ORDERED that the order is affirmed, with costs.
A rear-end collision with a stopped or stopping vehicle creates a prima facie case of liability with respect to the operator of the moving vehicle, and imposes a duty on the operator of the moving vehicle to come forward with an adequate, non-negligent explanation for the accident (see Neidereger v Misuraca, 27 AD3d 537; Garces v Karabelas, 17 AD3d 633; Niyazov v Bradford, 13 AD3d 501; Dickie v Pei Xiang Shi, 304 AD2d 786). The plaintiff sustained its burden of establishing a prima facie case of negligence by submitting the affidavit of its truck driver, who averred that he came to a complete stop behind two other vehicles that had stopped on the highway, and that he had been stopped for approximately one minute when his truck was struck in the rear by the defendants' tractor trailer (see Niyazov v Bradford, supra; Dickie v Pei Xiang Shi, supra; Bucceri v Frazer, 297 AD2d 304). Furthermore, the defendants' explanation that the plaintiff's truck came to an abrupt stop, standing alone, was insufficient to rebut the presumption of negligence created by the rear-end collision, and raise a triable issue of fact to defeat summary judgment (see Neiderger [*2]v Misuraca, supra; Dickie v Pei Xiang Shi, supra; Irmiyayeva v Thompson, 296 AD2d 439; Reed v New York City Tr. Auth., 299 AD2d 330; Geschwind v Hoffman, 285 AD2d 448; Leal v Wolff, 224 AD2d 392).

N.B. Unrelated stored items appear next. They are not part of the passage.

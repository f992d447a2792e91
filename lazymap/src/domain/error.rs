//! Domain-level errors.
//!
//! These errors represent contract violations and lifecycle misuse, plus
//! the wrapper that carries infrastructure failures (which come through the
//! port error types) up to callers.

use crate::domain::value_objects::{ConfigError, PageAddress, SlotId};
use core::fmt;
use core::time::Duration;

/// How a failure should be treated by the caller.
#[derive(Debug, Clone, Copy, PartialEq, Eq)]
pub enum ErrorClass {
    /// Programming error in the caller; not retried.
    ContractViolation,
    /// Backing medium failed; recoverable per page.
    StoreIo,
    /// No slot could be freed in time.
    ResourceExhaustion,
    /// A pool was started twice or joined before being started.
    LifecycleMisuse,
}

/// Page buffer contract violations.
#[derive(Debug, Clone, Copy, PartialEq, Eq)]
pub enum BufferError {
    /// Insert attempted while every slot is occupied; evict first.
    CapacityExceeded {
        /// Configured capacity in pages.
        capacity: usize,
    },
    /// The descriptor was already removed (double eviction).
    NotPresent(PageAddress),
    /// The page is not resident, or is owned by another thread.
    NotResident(PageAddress),
    /// The address already has a descriptor.
    AlreadyTracked(PageAddress),
    /// The requested slot is occupied or does not exist.
    SlotInUse(SlotId),
}

impl fmt::Display for BufferError {
    fn fmt(&self, f: &mut fmt::Formatter<'_>) -> fmt::Result {
        match self {
            Self::CapacityExceeded { capacity } => {
                write!(f, "Page buffer is full ({} pages); evict before inserting", capacity)
            }
            Self::NotPresent(addr) => write!(f, "{} was already removed from the buffer", addr),
            Self::NotResident(addr) => write!(f, "{} is not resident", addr),
            Self::AlreadyTracked(addr) => write!(f, "{} is already tracked by the buffer", addr),
            Self::SlotInUse(slot) => write!(f, "{} is not free", slot),
        }
    }
}

impl core::error::Error for BufferError {}

/// Worker pool lifecycle errors.
#[derive(Debug)]
pub enum PoolError {
    /// `start` was called on a pool that already has threads.
    AlreadyStarted(String),
    /// `join` was called on a pool that was never started.
    NotStarted(String),
    /// The OS refused to create a thread.
    Spawn(std::io::Error),
}

impl fmt::Display for PoolError {
    fn fmt(&self, f: &mut fmt::Formatter<'_>) -> fmt::Result {
        match self {
            Self::AlreadyStarted(name) => write!(f, "Worker pool '{}' is already started", name),
            Self::NotStarted(name) => write!(f, "Worker pool '{}' was never started", name),
            Self::Spawn(e) => write!(f, "Failed to spawn worker thread: {}", e),
        }
    }
}

impl core::error::Error for PoolError {
    fn source(&self) -> Option<&(dyn core::error::Error + 'static)> {
        match self {
            Self::Spawn(e) => Some(e),
            _ => None,
        }
    }
}

/// Errors surfaced by the paging engine.
///
/// `E` is the error type of the [`Store`](crate::domain::Store) in use.
#[derive(Debug)]
#[non_exhaustive]
pub enum PagerError<E> {
    /// Page buffer contract violation.
    Buffer(BufferError),

    /// Worker pool lifecycle misuse.
    Pool(PoolError),

    /// Invalid configuration or region layout.
    InvalidConfig(ConfigError),

    /// An access or request fell outside the region or the Store.
    OutOfBounds {
        /// Start of the offending range.
        offset: u64,
        /// Length of the offending range.
        len: u64,
        /// The bound that was exceeded.
        limit: u64,
    },

    /// No slot became free within the configured wait.
    SlotExhausted {
        /// How long the fault waited.
        waited: Duration,
    },

    /// The fault source failed to install, protect or revoke a page.
    Fault(std::io::Error),

    /// The engine is shutting down and no longer accepts work.
    ShuttingDown,

    /// Storage error from the underlying Store implementation.
    Store(E),
}

impl<E> PagerError<E> {
    /// Classify the error according to the engine's failure taxonomy.
    pub fn class(&self) -> ErrorClass {
        match self {
            Self::Buffer(_) | Self::InvalidConfig(_) | Self::OutOfBounds { .. } => {
                ErrorClass::ContractViolation
            }
            Self::Pool(_) | Self::ShuttingDown => ErrorClass::LifecycleMisuse,
            Self::SlotExhausted { .. } => ErrorClass::ResourceExhaustion,
            Self::Fault(_) | Self::Store(_) => ErrorClass::StoreIo,
        }
    }
}

impl<E: fmt::Display> fmt::Display for PagerError<E> {
    fn fmt(&self, f: &mut fmt::Formatter<'_>) -> fmt::Result {
        match self {
            Self::Buffer(e) => write!(f, "Page buffer error: {}", e),
            Self::Pool(e) => write!(f, "Worker pool error: {}", e),
            Self::InvalidConfig(e) => write!(f, "Invalid configuration: {}", e),
            Self::OutOfBounds { offset, len, limit } => write!(
                f,
                "Range {:#x}+{:#x} exceeds bound {:#x}",
                offset, len, limit
            ),
            Self::SlotExhausted { waited } => {
                write!(f, "No free page slot after waiting {:?}", waited)
            }
            Self::Fault(e) => write!(f, "Fault source error: {}", e),
            Self::ShuttingDown => write!(f, "The pager is shutting down"),
            Self::Store(e) => write!(f, "Storage error: {}", e),
        }
    }
}

impl<E: fmt::Debug + fmt::Display> core::error::Error for PagerError<E> {
    fn source(&self) -> Option<&(dyn core::error::Error + 'static)> {
        match self {
            Self::Buffer(e) => Some(e),
            Self::Pool(e) => Some(e),
            Self::InvalidConfig(e) => Some(e),
            Self::Fault(e) => Some(e),
            _ => None,
        }
    }
}

impl<E> From<BufferError> for PagerError<E> {
    fn from(e: BufferError) -> Self {
        Self::Buffer(e)
    }
}

impl<E> From<PoolError> for PagerError<E> {
    fn from(e: PoolError) -> Self {
        Self::Pool(e)
    }
}

impl<E> From<ConfigError> for PagerError<E> {
    fn from(e: ConfigError) -> Self {
        Self::InvalidConfig(e)
    }
}

// Note: no blanket From<E>; store failures are wrapped explicitly with
// PagerError::Store so they are never confused with fault-source I/O.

Furthermore, in view of the fact that the defendants had personal knowledge of the relevant facts underlying the accident, their purported need to conduct discovery does not warrant denial of the motion (see Rainford v Sung S. Han, 18 AD3d 638; Niyazov v Bradford, supra; Gross v Marc, 2 AD3d 681; Morissaint v Raemar Corp., 271 AD2d 586).
MILLER, J.P., RITTER, GOLDSTEIN and LUNN, JJ., concur.